Xochimilco había roto con la línea dura de Iztapalapa y Azcapotzalco. Ellos iban en una postura de todo o nada y nosotros habíamos reconocido la necesidad de ceder algunas posiciones para conquistar las que más nos importaban. Teníamos interlocutores: el Colegio Académico había designado, para negociar con el movimiento estudiantil, a docentes de izquierda. Nuestros intereses, en una comunidad sin grupos políticos enquistados, en la que ninguno de nosotros tenía más de 25 años (yo, 23), era combatir lo que percibíamos como un abuso en el cobro de cuotas, el motivo inmediato de inconformidad, y los métodos autoritarios de toma de decisiones. Pero nuestros compañeros de las otras dos unidades, entre los que había profesores y alumnos perennes, tenían agendas extrauniversitarias, intentaban aprovechar el conflicto para avanzarlas y nos querían utilizar como instrumentos políticos.
Rompimos con sus posturas maximalistas. Aceptamos el pacto que ofrecía el Colegio. Nuestras demandas originales –revertir ciertos cobros aumentados súbita y exageradamente— serían satisfechas. Otras exigencias que habían aparecido después, respecto a cuotas acordadas en tiempos previos, quedarían para luchas posteriores.
El problema (o más bien, nuestro problema) era que estábamos en territorio ajeno, en Azcapo. Ellos eran muchos, eran más rudos y parecían dispuestos a llevar las cosas a un terreno en el que con toda seguridad tendríamos que sacrificar algunas cosillas, como dientes, huesos y otra cubertería de plata.
“¡Te voy a matar!”, gritó un pequeño rinoceronte del septentrión chilango, mientras iniciaba su embestida contra mí. Me imaginé en el Serengeti africano, aguantando a pie firme el ataque mientras apuntaba con mi fusil a ese punto clave entre ambos ojos. El detalle era que no tenía arma alguna. Por suerte, uno de los nuestros, un chico alto pero delgado, con cabello rubio y cara de bueno, se interpuso entre la bestia y yo. “¡Éstos son compañeros!”, pensé. “¿Qué onda güeritooo, te vas a meter?”, inquirió el ceratomorfo. El güerito, tan bravío, lo miró con desdén y dijo, en un hilillo de voz… “Nnnno”. Y se quitó.
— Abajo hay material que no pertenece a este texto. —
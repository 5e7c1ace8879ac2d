//! Configuration for the clustering engines.

use crate::distance::Metric;
use crate::error::{FlockError, Result};
use crate::kcluster::{Method, SeedStrategy};
use crate::tree::Linkage;
use serde::{Deserialize, Serialize};

/// Configuration for all clustering engines.
#[derive(Debug, Clone, Default, PartialEq, Serialize, Deserialize)]
#[serde(default)]
pub struct Config {
    /// k-means / k-medians configuration.
    pub kcluster: KClusterConfig,

    /// Hierarchical clustering configuration.
    pub tree: TreeConfig,

    /// Self-organizing map configuration.
    pub som: SomConfig,
}

/// k-means / k-medians configuration.
#[derive(Debug, Clone, PartialEq, Serialize, Deserialize)]
#[serde(default)]
pub struct KClusterConfig {
    /// Number of clusters.
    /// Default: 2.
    pub nclusters: usize,

    /// Number of independent restarts; the best result is kept.
    /// Default: 100.
    pub passes: usize,

    /// Cap on reassignment rounds within one pass.
    /// Default: 1000.
    pub max_iterations: usize,

    /// Centroid method.
    /// Default: average (k-means).
    pub method: Method,

    /// Distance metric.
    /// Default: euclidean.
    pub metric: Metric,

    /// Initial assignment strategy for each pass.
    /// Default: random.
    pub seed_strategy: SeedStrategy,

    /// Cluster columns instead of rows.
    /// Default: false.
    pub transpose: bool,

    /// Random seed for reproducibility.
    /// Default: None (random).
    pub seed: Option<u64>,
}

impl Default for KClusterConfig {
    fn default() -> Self {
        Self {
            nclusters: 2,
            passes: 100,
            max_iterations: 1000,
            method: Method::Average,
            metric: Metric::Euclidean,
            seed_strategy: SeedStrategy::Random,
            transpose: false,
            seed: None,
        }
    }
}

impl KClusterConfig {
    /// Checks the settings that do not depend on the data.
    pub fn validate(&self) -> Result<()> {
        if self.nclusters == 0 {
            return Err(FlockError::Config("nclusters must be > 0".to_string()));
        }
        if self.passes == 0 {
            return Err(FlockError::Config("passes must be > 0".to_string()));
        }
        if self.max_iterations == 0 {
            return Err(FlockError::Config("max_iterations must be > 0".to_string()));
        }
        Ok(())
    }
}

/// Hierarchical clustering configuration.
#[derive(Debug, Clone, PartialEq, Serialize, Deserialize)]
#[serde(default)]
pub struct TreeConfig {
    /// Number of clusters the tree is cut into.
    /// Default: 2.
    pub nclusters: usize,

    /// Linkage rule.
    /// Default: average.
    pub linkage: Linkage,

    /// Distance metric.
    /// Default: euclidean.
    pub metric: Metric,

    /// Cluster columns instead of rows.
    /// Default: false.
    pub transpose: bool,
}

impl Default for TreeConfig {
    fn default() -> Self {
        Self {
            nclusters: 2,
            linkage: Linkage::Average,
            metric: Metric::Euclidean,
            transpose: false,
        }
    }
}

impl TreeConfig {
    /// Checks the settings that do not depend on the data.
    pub fn validate(&self) -> Result<()> {
        if self.nclusters == 0 {
            return Err(FlockError::Config("nclusters must be > 0".to_string()));
        }
        Ok(())
    }
}

/// Self-organizing map configuration.
#[derive(Debug, Clone, PartialEq, Serialize, Deserialize)]
#[serde(default)]
pub struct SomConfig {
    /// Grid size along x.
    /// Default: 2.
    pub nx: usize,

    /// Grid size along y.
    /// Default: 2.
    pub ny: usize,

    /// Number of training steps, one point per step.
    /// Default: 1000.
    pub iterations: usize,

    /// Initial learning rate; decays linearly to zero.
    /// Default: 1.0.
    pub tau: f64,

    /// Distance metric used to find the best-matching cell.
    /// Default: euclidean.
    pub metric: Metric,

    /// Cluster columns instead of rows.
    /// Default: false.
    pub transpose: bool,

    /// Use toroidal boundary conditions (wrapping edges).
    /// Default: false.
    pub toroidal: bool,

    /// Random seed for reproducibility.
    /// Default: None (random).
    pub seed: Option<u64>,
}

impl Default for SomConfig {
    fn default() -> Self {
        Self {
            nx: 2,
            ny: 2,
            iterations: 1000,
            tau: 1.0,
            metric: Metric::Euclidean,
            transpose: false,
            toroidal: false,
            seed: None,
        }
    }
}

impl SomConfig {
    /// Returns the total number of cells in the grid.
    #[inline]
    pub fn total_cells(&self) -> usize {
        self.nx * self.ny
    }

    /// Checks the settings that do not depend on the data.
    pub fn validate(&self) -> Result<()> {
        if self.nx == 0 || self.ny == 0 {
            return Err(FlockError::Config(format!(
                "grid size must be > 0, got {}x{}",
                self.nx, self.ny
            )));
        }
        if self.iterations == 0 {
            return Err(FlockError::Config("iterations must be > 0".to_string()));
        }
        if !(self.tau > 0.0 && self.tau.is_finite()) {
            return Err(FlockError::Config(format!("tau must be > 0, got {}", self.tau)));
        }
        Ok(())
    }
}

#[cfg(test)]
mod tests {
    use super::*;

    #[test]
    fn test_default_config() {
        let config = Config::default();
        assert_eq!(config.kcluster.passes, 100);
        assert_eq!(config.kcluster.metric, Metric::Euclidean);
        assert_eq!(config.kcluster.seed_strategy, SeedStrategy::Random);
        assert_eq!(config.tree.linkage, Linkage::Average);
        assert_eq!(config.som.tau, 1.0);
        assert_eq!(config.som.total_cells(), 4);
    }

    #[test]
    fn test_partial_json() {
        let config: Config = serde_json::from_str(
            r#"{"kcluster": {"nclusters": 3, "metric": "kendall", "seed_strategy": "kmeans_plusplus"},
                "som": {"nx": 4, "tau": 0.5}}"#,
        )
        .unwrap();
        assert_eq!(config.kcluster.nclusters, 3);
        assert_eq!(config.kcluster.metric, Metric::Kendall);
        assert_eq!(config.kcluster.seed_strategy, SeedStrategy::KMeansPlusPlus);
        assert_eq!(config.kcluster.passes, 100);
        assert_eq!(config.som.nx, 4);
        assert_eq!(config.som.ny, 2);
        assert_eq!(config.tree, TreeConfig::default());
    }

    #[test]
    fn test_validate() {
        assert!(KClusterConfig::default().validate().is_ok());
        let bad = KClusterConfig {
            nclusters: 0,
            ..Default::default()
        };
        assert!(matches!(bad.validate(), Err(FlockError::Config(_))));

        let bad_grid = SomConfig {
            ny: 0,
            ..Default::default()
        };
        assert!(bad_grid.validate().is_err());

        let bad_tau = SomConfig {
            tau: 0.0,
            ..Default::default()
        };
        assert!(bad_tau.validate().is_err());
    }
}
A lo largo de aquel movimiento, sin darnos cuenta, habíamos aplicado algunas cualidades que adquirimos en Xochimilco: creatividad; independencia intelectual; pensamiento crítico; reorganización de prioridades; discusión colegiada y búsqueda de consensos. Si los grupos de activistas en las otras unidades tomaban entre ellos decisiones que afectaban a todos sus compañeros, sin molestarse en explicar mucho, para nosotros era vital transmitir y recibir información de todos los grupos académicos, cuya voluntad mayoritaria se convertía en nuestro mandato.
No aceptábamos imposiciones de grupos organizados; rechazábamos que nos quisieran encerrar en ciertos métodos y conceptos sólo porque otros los habían desarrollado en otros lugares, en otras épocas, en otras condiciones, y se habían convertido en tradición; nos rehusábamos a admitir presiones, aunque las acompañaran con amenazas físicas: alguna vez unos cincuenta de nosotros tuvimos que salir de Iztapalapa tomándonos de los brazos para protegernos de la agresión. No considerábamos que nuestra menor experiencia política fuera un defecto, la veíamos como una oportunidad de ser frescos e innovar, ajustándonos a las necesidades del momento. Y en la práctica hacíamos las cosas de manera diferente. Muy xochimilca.